筆者がまだドイツ統一前の西ドイツで勤務していた折、田久保さんが昭和30年代半ばに2年ほど駐在経験がある西ドイツのハンブルクを再訪され、歴史あるこのハンザ同盟都市の景勝地、アルスター湖畔にある当時の下宿先探しでご一緒したのも懐かしい思い出だ。おぼろげな住所の記憶を頼りにそれらしき家屋跡があった場所を見つけ、しばし当時の思い出話をうかがった後、壮麗な市庁舎近くにある繁華街に戻り、奥さまから頼まれたという当時の東ドイツ製陶器の名品「マイセン陶器」の買い物に付き合わされた。そんな奥さん孝行の理由をうかがうと、「家内には原稿執筆の際の資料集めで助けてもらっているんだ」とさりげなく話され、当時、大学教授となっていた田久保さんの旺盛な評論執筆には奥さまの陰の協力があることを知った。原稿執筆は常に万年筆を使った手書きで、パソコンなどが苦手だった田久保さんとの仕事上の連絡は後年、ファクスの利用ないしは奥さま経由の電子メールでのやりとりとなった。

田久保さんは晩年、産経新聞社創刊80周年記念事業(2013年)として発表された「国民の憲法」要綱の委員長を務められたほか、ジャーナリストの櫻井よしこさんが2007年に設立した民間シンクタンク「国家基本問題研究所」に参画し、副理事長として活動を支えた。その間には政治的な影響力があることで知られる保守派団体「日本会議」の会長にも推されて就いた。

こうした社会的に注目を集めた政治的意味合いの強い言論活動を本格化される前の2000年代半ばには、政府傘下の独立行政法人の要請で第2次世界大戦直後からのスターリン体制下のソ連による旧日本兵らのシベリア抑留問題を扱った『戦後強制抑留史』(全8巻)の出版刊行のための編纂委員会を委員長として率いられた。準備期間を含め多年にわたる一大研究プロジェクトだったが、筆者はその末席で、一部テーマで資料収集と執筆を担当することになり、論客も多いソ連やロシアの研究者、専門家らの侃侃諤諤(かんかんがくがく)の議論をまとめていく田久保委員長の手際良い運営ぶりに驚かされた。

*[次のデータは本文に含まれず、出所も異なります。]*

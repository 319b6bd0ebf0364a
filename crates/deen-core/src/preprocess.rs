use unicode_normalization::UnicodeNormalization;

/// Normalize a raw search term: NFC composition (so combining marks typed
/// separately match the precomposed dictionary text), whitespace runs
/// collapsed to one space, ends trimmed.
///
/// Must be idempotent, the term is cleaned on both sides of the protocol.
pub fn clean_search_term(what: &str) -> String {
    let composed: String = what.nfc().collect();
    composed.split_whitespace().collect::<Vec<_>>().join(" ")
}

#[cfg(test)]
mod tests {
    use super::*;

    #[test]
    fn test_collapse_and_trim() {
        assert_eq!(clean_search_term("  to \t run\n "), "to run");
        assert_eq!(clean_search_term(""), "");
        assert_eq!(clean_search_term(" \u{3000} "), "");
    }

    #[test]
    fn test_composes_umlauts() {
        assert_eq!(clean_search_term("Ha\u{0308}user"), "Häuser");
    }

    #[test]
    fn test_idempotent() {
        for input in [
            "",
            "  a  b  ",
            "Stra\u{00df}e",
            "\u{0308}leading mark",
            "x\u{00a0}\u{00a0}y",
            "foo * * bar",
            "\r\n",
        ] {
            let once = clean_search_term(input);
            assert_eq!(clean_search_term(&once), once, "input {input:?}");
        }
    }
}
use std::sync::Arc;

use deen_config::dictionary::DictionaryConfig;
use deen_core::search::search_dict;
use deen_core::{DictHandle, Dictionary, SearchOptions};
use deen_dict::pipeline::open_dictionary_cache;
use deen_dict::store::MemoryCache;
use deen_dict::{Cache, CacheStorage, DictLoader, LoadCallback, LoadEvent, RemoteSource};
use deen_types::{MainMessage, WorkerMessage, WorkerState};
use kanal::{AsyncReceiver, AsyncSender};
use rand::seq::SliceRandom;
use tokio::sync::RwLock;
use tokio_util::sync::CancellationToken;

use crate::state::AppState;
use crate::status::StatusReport;

/// The worker context: owns the dictionary, answers the controller.
///
/// Loading starts immediately in the background; status requests are
/// answered at any time with whatever is known so far.
pub async fn worker_loop(
    state: Arc<AppState>,
    source: Arc<dyn RemoteSource>,
    storage: Arc<dyn CacheStorage>,
    inbox: AsyncReceiver<MainMessage>,
    outbox: AsyncSender<WorkerMessage>,
    cancel: CancellationToken,
) -> anyhow::Result<()> {
    let config = state.config.read().await.clone();
    let options = SearchOptions::from(&config.search);
    let handle = DictHandle::new();
    let status = Arc::new(RwLock::new(StatusReport::default()));

    tokio::spawn(load_dictionary(
        config.dictionary.clone(),
        source,
        storage,
        handle.clone(),
        status.clone(),
        outbox.clone(),
    ));

    tracing::info!("Worker started");
    loop {
        let msg = tokio::select! {
            _ = cancel.cancelled() => {
                tracing::info!("Worker stopping");
                return Ok(());
            }
            msg = inbox.recv() => match msg {
                Ok(msg) => msg,
                Err(_) => {
                    tracing::info!("Controller went away, worker stopping");
                    return Ok(());
                }
            },
        };

        tracing::debug!("Worker received {:?}", msg);
        match msg {
            MainMessage::StatusRequest => {
                let mut report = status.read().await.clone();
                if report.state == WorkerState::Ready {
                    // a background update may have swapped the dictionary
                    report.stats = handle.stats();
                }
                outbox.send(report.to_message()).await?;
            }
            MainMessage::Search { what } => {
                let state = status.read().await.state;
                if state != WorkerState::Ready {
                    tracing::warn!("Search for {what:?} while {state:?}, answering with no results");
                    outbox
                        .send(WorkerMessage::Results {
                            query: what,
                            pattern: String::new(),
                            matches: Vec::new(),
                        })
                        .await?;
                    continue;
                }
                spawn_search(handle.snapshot(), what, options.clone(), outbox.clone());
            }
            MainMessage::GetRandom => {
                let line = random_line(&handle.snapshot());
                outbox.send(WorkerMessage::RandomLine { line }).await?;
            }
        }
    }
}

async fn load_dictionary(
    config: DictionaryConfig,
    source: Arc<dyn RemoteSource>,
    storage: Arc<dyn CacheStorage>,
    handle: DictHandle,
    status: Arc<RwLock<StatusReport>>,
    outbox: AsyncSender<WorkerMessage>,
) {
    let cache: Arc<dyn Cache> = match open_dictionary_cache(storage.as_ref(), &config).await {
        Ok(cache) => cache,
        Err(e) => {
            tracing::warn!("Dictionary cache unavailable, continuing without it: {e}");
            Arc::new(MemoryCache::default())
        }
    };

    let events: LoadCallback = {
        let outbox = outbox.clone();
        Arc::new(move |event: LoadEvent| {
            let msg = match event {
                LoadEvent::Progress(percent) => WorkerMessage::DictProgress { percent },
                LoadEvent::Update { status, stats } => WorkerMessage::DictUpdate { status, stats },
            };
            if let Err(e) = outbox.try_send(msg) {
                tracing::warn!("Failed to push load event: {e}");
            }
        })
    };

    let loader = DictLoader::new(&config, source, cache, handle, events);
    let report = match loader.load().await {
        Ok(loaded) => {
            tracing::info!(
                "Loaded {} dictionary lines ({} entries)",
                loaded.stats.lines,
                loaded.stats.entries
            );
            // the refresh keeps running detached
            drop(loaded.refresh);
            StatusReport::ready(loaded.stats)
        }
        Err(e) => {
            tracing::error!("Failed to load dictionary: {e}");
            StatusReport::failed(e.to_string())
        }
    };

    let msg = report.to_message();
    *status.write().await = report;
    if let Err(e) = outbox.send(msg).await {
        tracing::warn!("Failed to send worker status: {e}");
    }
}

/// Run a search on a blocking thread over a snapshot of the dictionary
fn spawn_search(
    dict: Arc<Dictionary>,
    what: String,
    options: SearchOptions,
    outbox: AsyncSender<WorkerMessage>,
) {
    tokio::spawn(async move {
        let progress = outbox.clone();
        let query = what.clone();
        let result = tokio::task::spawn_blocking(move || {
            search_dict(&dict.lines, &query, &options, |percent| {
                if let Err(e) = progress.try_send(WorkerMessage::SearchProgress { percent }) {
                    tracing::warn!("Failed to push search progress: {e}");
                }
            })
        })
        .await;

        let (pattern, matches) = match result {
            Ok(Ok(outcome)) => (outcome.pattern, outcome.matches),
            Ok(Err(e)) => {
                tracing::error!("Search for {what:?} failed: {e}");
                (String::new(), Vec::new())
            }
            Err(e) => {
                tracing::error!("Search task for {what:?} panicked: {e}");
                (String::new(), Vec::new())
            }
        };

        tracing::debug!("Search for {what:?} found {} matches", matches.len());
        let msg = WorkerMessage::Results {
            query: what,
            pattern,
            matches,
        };
        if let Err(e) = outbox.send(msg).await {
            tracing::warn!("Failed to send search results: {e}");
        }
    });
}

/// A uniformly chosen line, empty if nothing is loaded
pub fn random_line(dict: &Dictionary) -> String {
    dict.lines
        .choose(&mut rand::thread_rng())
        .cloned()
        .unwrap_or_default()
}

新宿の超高層ビルの一室で定期的に行われていた研究会の帰途、田久保さんには時間のあるとき、新宿駅に向かう途中の焼き鳥屋に時折、誘っていただいた。そうしたさりげない酒席でのやりとりを通じて、意見や立場の異なる研究者たちをうまくまとめていく田久保さんの指導力、調整能力の秘訣について、どのようなことであっても誠実な対応を心掛ける一方、しかし時には勇気を持って相手を説得するリーダーとしての自己の信念に基づくぶれない姿勢にあることに思い至った。日本という国家が模範にすべき世界的指導者として、英国のチャーチル、フランスのドゴールとともに明治時代に天皇の周りにいた元老らを挙げていたことが思い出される。長年にわたる元上司の折に触れてのご指導に改めて深く感謝し、ご冥福をお祈りしたい。